▶ What the exercise asks
Set out each line from the following listing that includes the word "emit".

▶ Task inputs

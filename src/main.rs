//! CLI entry point for symdex.
//!
//! Loads a SCIP index, answers graph and query-language lookups, and builds
//! or searches the symbol embedding map.

use anyhow::{Context, Result, bail};
use clap::{
    Parser, Subcommand,
    builder::styling::{AnsiColor, Effects, Styles},
};
use serde::Serialize;
use std::path::PathBuf;
use std::time::Instant;
use symdex::{
    EmbeddingMap, FastEmbedProvider, QueryDispatcher, Settings, SimilaritySearch, Symbol,
    SymbolGraph, WorkspaceSources,
};

fn clap_cargo_style() -> Styles {
    Styles::styled()
        .header(AnsiColor::Cyan.on_default() | Effects::BOLD)
        .usage(AnsiColor::Cyan.on_default() | Effects::BOLD)
        .literal(AnsiColor::Green.on_default())
        .placeholder(AnsiColor::Green.on_default())
}

/// Code intelligence over SCIP indexes
#[derive(Parser)]
#[command(
    name = "symdex",
    version = env!("CARGO_PKG_VERSION"),
    about = "Query SCIP code-intelligence indexes",
    long_about = "Load a SCIP index, query symbols and references, and rank symbols by semantic similarity.",
    next_line_help = true,
    styles = clap_cargo_style()
)]
struct Cli {
    /// Path to custom settings.toml file
    #[arg(short, long, global = true)]
    config: Option<PathBuf>,

    /// Path to the SCIP index (overrides config)
    #[arg(short, long, global = true, env = "SYMDEX_INDEX")]
    index: Option<PathBuf>,

    /// Print results as JSON
    #[arg(long, global = true)]
    json: bool,

    #[command(subcommand)]
    command: Commands,
}

/// Available CLI commands
#[derive(Subcommand)]
enum Commands {
    /// Initialize project
    #[command(about = "Set up .symdex directory with default configuration")]
    Init {
        /// Force overwrite existing configuration
        #[arg(short, long)]
        force: bool,
    },

    /// Show current configuration settings
    #[command(about = "Display active settings")]
    Config,

    /// List indexed files
    Files,

    /// List symbols, optionally filtered by a URI fragment
    Symbols {
        /// Keep symbols whose URI contains this fragment
        #[arg(short, long)]
        matching: Option<String>,
    },

    /// Show every reference of a symbol
    Refs {
        /// Canonical symbol URI
        uri: String,
    },

    /// Summarize where a symbol is declared and used
    Context {
        /// Canonical symbol URI
        uri: String,
    },

    /// Run a query: type:symbol|exact|source|replace <args>
    #[command(
        after_help = "Examples:\n  symdex query 'type:symbol scip-python python pkg 1.0 mod/Class#'\n  symdex query 'type:exact TODO'\n  symdex query 'type:source scip-python python pkg 1.0 mod/run().'\n  symdex query 'type:replace old_name new_name False'"
    )]
    Query {
        /// The query string
        query: String,
    },

    /// Build or refresh the embedding map
    Embed {
        /// Refresh an existing map, recomputing only changed symbols
        #[arg(short, long)]
        update: bool,

        /// Replace an existing map
        #[arg(long)]
        overwrite: bool,
    },

    /// Rank embedded symbols by similarity to a text
    Search {
        /// Free-text query
        text: String,

        /// Number of results (defaults to search.default_k)
        #[arg(short, long)]
        k: Option<usize>,
    },
}

fn main() {
    let cli = Cli::parse();

    let mut config = match &cli.config {
        Some(config_path) => Settings::load_from(config_path).unwrap_or_else(|e| {
            eprintln!(
                "Configuration error loading from {}: {}",
                config_path.display(),
                e
            );
            std::process::exit(1);
        }),
        None => Settings::load().unwrap_or_else(|e| {
            eprintln!("Configuration error: {e}");
            Settings::default()
        }),
    };
    if let Some(index) = &cli.index {
        config.index_path = index.clone();
    }

    symdex::logging::init(&config.logging);

    if let Err(e) = run(&cli, &config) {
        eprintln!("Error: {e:#}");
        std::process::exit(1);
    }
}

fn run(cli: &Cli, config: &Settings) -> Result<()> {
    match &cli.command {
        Commands::Init { force } => {
            let path = Settings::init_config_file(*force)
                .map_err(|e| anyhow::anyhow!("{e}"))?;
            println!("Created configuration file at: {}", path.display());
            println!("Edit this file to customize your settings.");
        }

        Commands::Config => {
            println!("Current Configuration:");
            println!("{}", "=".repeat(50));
            println!("{}", toml::to_string_pretty(config)?);
        }

        Commands::Files => {
            let graph = load_graph(config)?;
            let paths: Vec<&str> = graph.all_files().iter().map(|f| f.path.as_str()).collect();
            emit(cli.json, &paths, || paths.join("\n"))?;
        }

        Commands::Symbols { matching } => {
            let graph = load_graph(config)?;
            let mut uris: Vec<String> = match matching {
                Some(fragment) => graph
                    .symbols_matching(fragment)
                    .into_iter()
                    .map(|s| s.uri().to_string())
                    .collect(),
                None => graph.all_symbols().iter().map(|s| s.uri().to_string()).collect(),
            };
            uris.sort();
            emit(cli.json, &uris, || uris.join("\n"))?;
        }

        Commands::Refs { uri } => {
            let graph = load_graph(config)?;
            let symbol = Symbol::parse(uri)?;
            let refs = graph.references(&symbol);
            emit(cli.json, &refs, || {
                symdex::QueryResult::References(refs.clone())
                    .to_string()
                    .trim_end()
                    .to_string()
            })?;
        }

        Commands::Context { uri } => {
            let graph = load_graph(config)?;
            let symbol = Symbol::parse(uri)?;
            let context = symdex::SymbolContext::collect(&graph, &symbol);
            emit(cli.json, &context, || context.format_full("").trim_end().to_string())?;
        }

        Commands::Query { query } => {
            let graph = load_graph(config)?;
            let sources = WorkspaceSources::open(config.resolve(&config.source_root), &graph);
            let mut dispatcher = QueryDispatcher::new(&graph, sources);
            let result = dispatcher.dispatch(query)?;
            emit(cli.json, &result, || result.to_string().trim_end().to_string())?;
        }

        Commands::Embed { update, overwrite } => embed(config, *update, *overwrite)?,

        Commands::Search { text, k } => {
            let map_path = config.resolve(&config.embeddings.path);
            let map = EmbeddingMap::load(&map_path)?;
            let provider = FastEmbedProvider::new(&config.embeddings.model, true)?;
            let k = k.unwrap_or(config.search.default_k);

            let results = SimilaritySearch::new(&map, &provider).nearest_scored(text, k)?;

            #[derive(Serialize)]
            struct Hit<'a> {
                symbol: &'a str,
                score: f32,
            }
            let hits: Vec<Hit> = results
                .iter()
                .map(|(symbol, score)| Hit {
                    symbol: symbol.uri(),
                    score: *score,
                })
                .collect();
            emit(cli.json, &hits, || {
                hits.iter()
                    .map(|h| format!("{:.3}  {}", h.score, h.symbol))
                    .collect::<Vec<_>>()
                    .join("\n")
            })?;
        }
    }
    Ok(())
}

fn load_graph(config: &Settings) -> Result<SymbolGraph> {
    let path = config.resolve(&config.index_path);
    let start = Instant::now();
    let graph = SymbolGraph::from_path(&path)
        .with_context(|| format!("Failed to load index {}", path.display()))?;
    tracing::debug!("[cli] loaded {} in {:?}", path.display(), start.elapsed());
    Ok(graph)
}

fn embed(config: &Settings, update: bool, overwrite: bool) -> Result<()> {
    let map_path = config.resolve(&config.embeddings.path);
    let mut embeddings = config.embeddings.clone();
    embeddings.path = map_path.clone();

    if map_path.exists() && !update && !overwrite {
        bail!(
            "Embedding map {} already exists. Use --update to refresh it or --overwrite to rebuild",
            map_path.display()
        );
    }

    let graph = load_graph(config)?;
    let sources = WorkspaceSources::open(config.resolve(&config.source_root), &graph);
    let provider = FastEmbedProvider::new(&embeddings.model, true)?;
    let start = Instant::now();

    let map = if update && map_path.exists() {
        let mut map = EmbeddingMap::load(&map_path)?;
        let report = map.update_embeddings(graph.all_symbols(), &provider, &sources, &embeddings)?;
        println!(
            "Updated embeddings: {} computed, {} unchanged, {} skipped, {} failed",
            report.computed, report.unchanged, report.skipped, report.failed
        );
        map
    } else {
        EmbeddingMap::build(graph.all_symbols(), &provider, &sources, &embeddings)?
    };

    map.save(&map_path, true)?;
    println!(
        "Saved {} embedding(s) to {} in {:.1}s",
        map.len(),
        map_path.display(),
        start.elapsed().as_secs_f32()
    );
    Ok(())
}

/// Print `value` as JSON, or the text rendering
fn emit<T: Serialize>(json: bool, value: &T, text: impl FnOnce() -> String) -> Result<()> {
    if json {
        println!("{}", serde_json::to_string_pretty(value)?);
    } else {
        let text = text();
        if !text.is_empty() {
            println!("{text}");
        }
    }
    Ok(())
}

▶ Reply
            emit(cli.json, &paths, || paths.join("\n"))?;
            emit(cli.json, &uris, || uris.join("\n"))?;
            emit(cli.json, &refs, || {
            emit(cli.json, &context, || context.format_full("").trim_end().to_string())?;
            emit(cli.json, &result, || result.to_string().trim_end().to_string())?;
            emit(cli.json, &hits, || {
fn emit<T: Serialize>(json: bool, value: &T, text: impl FnOnce() -> String) -> Result<()> {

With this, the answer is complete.